Tactics to deny Americans the right to vote are as old as, well, the right to vote. Democrats have been at fault in the past—take the literacy tests Southern states used to deprive blacks of their suffrage from the Civil War up through 1965. Today’s shenanigans—which still target minorities and vulnerable first-time voters—are more often designed to stifle Democratic turnout, perhaps never more than in 2008. “This is obviously an important election, and the turnout may break records,” says Rice University sociologist Chandler Davidson, who has studied vote suppression, “so there is every reason to expect these tactics will be employed.”
Card the Centenarian
Arizona‘s Proposition 200, passed in 2004, makes would-be voters prove their citizenship with a passport, birth certificate, or other federal ID, but poor and elderly citizens often lack such proof. One 97-year-old woman who cast her first vote for fdr in 1932 had to wage a nine-month campaign to regain her voting rights after relocating from Kentucky. Lawyer Linda Brown of the Arizona Advocacy Network, part of a coalition suing to disable Prop. 200, says activists are dubbing Arizona “the state of Darwinist democracy. If you’ve got the stamina and an insatiable desire, you just may be able to register and vote before you die.”

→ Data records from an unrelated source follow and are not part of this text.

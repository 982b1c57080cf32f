pub use crate::animation::{
    AnimatedValue, AnimationSpec, Completion, Easing, Interpolate, UnknownEasing,
};
pub use crate::geometry::{Rect, Size};
pub use crate::host::{FrameCallback, Host, ManualHost, NodeRef};
pub use crate::modifier::{Modifier, PointerEvents, PositionType};
pub use crate::view::{View, ViewKind};
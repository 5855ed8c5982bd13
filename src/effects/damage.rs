//! Damage computation for damage-dealing cards.
//!
//! The pipeline is fixed:
//!
//! 1. base damage
//! 2. × bonus multiplier when the target matches a keyword
//! 3. × crit multiplier on a successful crit roll
//! 4. × variation factor in `[1 - variation, 1 + variation)`
//! 5. floor to an integer
//!
//! The crit roll is always drawn before the variation roll, so a scripted
//! source replays exactly.

use serde::{Deserialize, Serialize};

use crate::core::RandomSource;

/// Parameters of a damage roll.
#[derive(Clone, Copy, Debug, PartialEq, Serialize, Deserialize)]
pub struct DamageProfile {
    pub base: u32,
    pub bonus_multiplier: f64,
    pub crit_chance: f64,
    pub crit_multiplier: f64,
    /// Half-width of the random spread, e.g. `0.15` for ±15%.
    pub variation: f64,
}

/// Result of a damage roll before it is applied to anything.
#[derive(Clone, Copy, Debug, PartialEq, Serialize, Deserialize)]
pub struct DamageRoll {
    pub amount: u32,
    pub is_critical_hit: bool,
    pub bonus_applied: bool,
    /// The variation factor that was drawn.
    pub variation_factor: f64,
}

impl DamageProfile {
    /// Roll damage against a target.
    pub fn roll(&self, bonus_applies: bool, rng: &mut dyn RandomSource) -> DamageRoll {
        let mut amount = f64::from(self.base);

        if bonus_applies {
            amount *= self.bonus_multiplier;
        }

        let is_critical_hit = rng.roll(self.crit_chance);
        if is_critical_hit {
            amount *= self.crit_multiplier;
        }

        let variation_factor = variation_factor(rng.next_f64(), self.variation);
        amount *= variation_factor;

        DamageRoll {
            amount: amount.floor().max(0.0) as u32,
            is_critical_hit,
            bonus_applied: bonus_applies,
            variation_factor,
        }
    }

    /// Smallest damage any roll can produce.
    #[must_use]
    pub fn min_damage(&self) -> u32 {
        (f64::from(self.base) * (1.0 - self.variation)).floor().max(0.0) as u32
    }

    /// Upper bound on damage (bonus and crit both applied, top of the spread).
    #[must_use]
    pub fn max_damage(&self) -> u32 {
        (f64::from(self.base)
            * self.bonus_multiplier
            * self.crit_multiplier
            * (1.0 + self.variation))
            .floor()
            .max(0.0) as u32
    }
}

/// Map a uniform roll to a multiplier centred on 1.0.
///
/// A roll of `0.5` gives exactly `1.0`.
#[must_use]
pub fn variation_factor(roll: f64, variation: f64) -> f64 {
    1.0 + (roll * 2.0 - 1.0) * variation
}

/// Case-insensitive substring match of `name` against `keywords`.
///
/// Blank keywords never match.
#[must_use]
pub fn matches_keyword(name: &str, keywords: &[String]) -> bool {
    let name = name.to_lowercase();
    keywords
        .iter()
        .map(|keyword| keyword.trim())
        .filter(|keyword| !keyword.is_empty())
        .any(|keyword| name.contains(keyword.to_lowercase().as_str()))
}
//! Card system: the card contract, the standard cards, and the registry.
//!
//! ## Key Types
//!
//! - `Card`: the trait every spell implements
//! - `CardDefinition`: static identity (name, cost, emoji, effect)
//! - `CardFlags`: runtime flags (in hand, cooldown)
//! - `CardRegistry`: lookup and instantiation
//!
//! ## Standard Cards
//!
//! - `SolarBeam`: damage, bonus against undead
//! - `BarkSkin`: damage reduction, does not stack
//! - `Regrowth`: heal plus regeneration

pub mod attributes;
pub mod card;
pub mod definition;
pub mod instance;
pub mod registry;
pub mod solar_beam;
pub mod bark_skin;
pub mod regrowth;

pub use attributes::{AttributeKey, AttributeValue, Attributes};
pub use card::{meets_play_requirements, Card};
pub use definition::{CardDefinition, CardId};
pub use instance::CardFlags;
pub use registry::{CardRegistry, CardTemplate};
pub use solar_beam::{SolarBeam, SOLAR_BEAM};
pub use bark_skin::{BarkSkin, BARKSKIN_STATUS, BARK_SKIN};
pub use regrowth::{Regrowth, REGROWTH, REGROWTH_STATUS};
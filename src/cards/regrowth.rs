//! Regrowth - an instant heal followed by regeneration.

use tracing::{debug, warn};

use super::card::Card;
use super::definition::{CardDefinition, CardId};
use super::instance::CardFlags;
use crate::core::{GameState, RandomSource, RegrowthConfig, Target};
use crate::effects::{
    EffectDescriptor, EffectKind, EffectTarget, ExecutionResult, StatusEffect, StatusKind,
};
use crate::error::PlayFailure;

/// Registry id of Regrowth.
pub const REGROWTH: CardId = CardId::new(3);

/// Name of the regeneration status Regrowth applies.
pub const REGROWTH_STATUS: &str = "regrowth";

/// Heals the caster now and a little more each turn.
///
/// Unlike Bark Skin, casting it again while active adds a second
/// regeneration record.
#[derive(Clone, Debug)]
pub struct Regrowth {
    definition: CardDefinition,
    flags: CardFlags,
    heal: u32,
    heal_per_turn: u32,
    duration: u32,
}

impl Regrowth {
    #[must_use]
    pub fn new(config: &RegrowthConfig) -> Self {
        let effect = EffectDescriptor::new(
            EffectKind::Heal,
            EffectTarget::Caster,
            f64::from(config.heal),
            format!(
                "Restore {} HP, then {} HP per turn for {} turns.",
                config.heal, config.heal_per_turn, config.duration
            ),
        )
        .with_param("heal_per_turn", config.heal_per_turn)
        .with_param("duration", config.duration)
        .with_param("status", REGROWTH_STATUS);

        Self {
            definition: CardDefinition::new(REGROWTH, "Regrowth", config.cost, "🌿", effect),
            flags: CardFlags::default(),
            heal: config.heal,
            heal_per_turn: config.heal_per_turn,
            duration: config.duration,
        }
    }
}

impl Default for Regrowth {
    fn default() -> Self {
        Self::new(&RegrowthConfig::default())
    }
}

impl Card for Regrowth {
    fn definition(&self) -> &CardDefinition {
        &self.definition
    }

    fn flags(&self) -> &CardFlags {
        &self.flags
    }

    fn flags_mut(&mut self) -> &mut CardFlags {
        &mut self.flags
    }

    fn execute_effect(
        &mut self,
        state: Option<&mut GameState>,
        _target: Option<&Target>,
        _rng: &mut dyn RandomSource,
    ) -> ExecutionResult {
        let Some(state) = state else {
            warn!(card = %self.definition.name, "no game state");
            return ExecutionResult::failed(PlayFailure::NoGameState);
        };

        let before = state.player_hp();
        state.update_player_hp(before + i64::from(self.heal));
        let healed = (state.player_hp() - before).max(0) as u32;

        let status = StatusEffect::new(
            REGROWTH_STATUS,
            StatusKind::Regeneration,
            f64::from(self.heal_per_turn),
            self.duration,
        )
        .with_source(self.definition.name.clone())
        .with_emoji(self.definition.emoji.clone());
        state.add_effect(status.clone());

        debug!(
            card = %self.definition.name,
            healed,
            player_hp = state.player_hp(),
            "regrowth resolved"
        );

        ExecutionResult::success(format!(
            "Regrowth restores {} HP and takes root for {} turns",
            healed, self.duration
        ))
        .with_healing(healed)
        .with_status(status)
    }

    fn stats_string(&self) -> String {
        format!(
            "Cost: {} | Heal: {} | +{}/turn for {} turns",
            self.definition.cost, self.heal, self.heal_per_turn, self.duration
        )
    }
}
//! The card contract.
//!
//! Cards implement `Card` to define what happens when they are played:
//! - Whether they may be played right now (`can_play`)
//! - How they mutate the game state (`execute_effect`)
//! - How they present themselves (`display_name`, `stats_string`)

use tracing::trace;

use super::definition::CardDefinition;
use super::instance::CardFlags;
use crate::core::{GameState, RandomSource, Target};
use crate::effects::ExecutionResult;

/// A playable spell card.
///
/// ## Implementation Notes
///
/// - `execute_effect` never panics and never raises: missing inputs come
///   back as a failed `ExecutionResult` with the state untouched
/// - Every random roll goes through the supplied `RandomSource`
/// - The definition is fixed at construction; only `flags` may change
pub trait Card {
    /// Static identity and effect descriptor.
    fn definition(&self) -> &CardDefinition;

    /// Runtime flags.
    fn flags(&self) -> &CardFlags;

    fn flags_mut(&mut self) -> &mut CardFlags;

    /// Resolve the card against the game state.
    ///
    /// `state` is optional so a caller without a session gets a soft
    /// `NoGameState` failure rather than a panic. `target` is required by
    /// cards whose effect lands on an enemy.
    fn execute_effect(
        &mut self,
        state: Option<&mut GameState>,
        target: Option<&Target>,
        rng: &mut dyn RandomSource,
    ) -> ExecutionResult;

    /// Can this card be played right now?
    ///
    /// Default: enough mana, card in hand, no cooldown.
    fn can_play(&self, state: &GameState) -> bool {
        meets_play_requirements(self, state)
    }

    /// Name with its emoji, e.g. `"☀️ Solar Beam"`.
    fn display_name(&self) -> String {
        let def = self.definition();
        format!("{} {}", def.emoji, def.name)
    }

    /// One-line summary of the card's numbers.
    fn stats_string(&self) -> String {
        format!("Cost: {}", self.definition().cost)
    }

    // === Convenience Methods ===

    fn name(&self) -> &str {
        &self.definition().name
    }

    fn cost(&self) -> u32 {
        self.definition().cost
    }

    fn description(&self) -> &str {
        &self.definition().effect.description
    }
}

/// The base playability gate: enough mana, card in hand, no cooldown.
///
/// Cards that override `can_play` call this before their own checks.
pub fn meets_play_requirements<C: Card + ?Sized>(card: &C, state: &GameState) -> bool {
    let def = card.definition();
    let flags = card.flags();

    let playable = state.player_mana() >= def.cost && flags.in_hand && flags.is_ready();
    if !playable {
        trace!(
            card = %def.name,
            mana = state.player_mana(),
            cost = def.cost,
            in_hand = flags.in_hand,
            cooldown = flags.cooldown,
            "card not playable"
        );
    }
    playable
}

impl std::fmt::Debug for dyn Card {
    fn fmt(&self, f: &mut std::fmt::Formatter<'_>) -> std::fmt::Result {
        f.debug_struct("Card")
            .field("definition", self.definition())
            .field("flags", self.flags())
            .finish()
    }
}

Similar battles are playing out in Georgia, Michigan, Missouri, Utah, and Indiana, which saw its ID law upheld by the US Supreme Court in April, despite evidence that up to 43,000 citizens lacked the necessary ID—including a dozen retired nuns turned away from the polls during primary season.
sleaze meter: 8 out of 10 Fighting fraud is just a pretext for “a purely partisan effort, ” says Neil Bradley of the aclu‘s Voting Rights Project.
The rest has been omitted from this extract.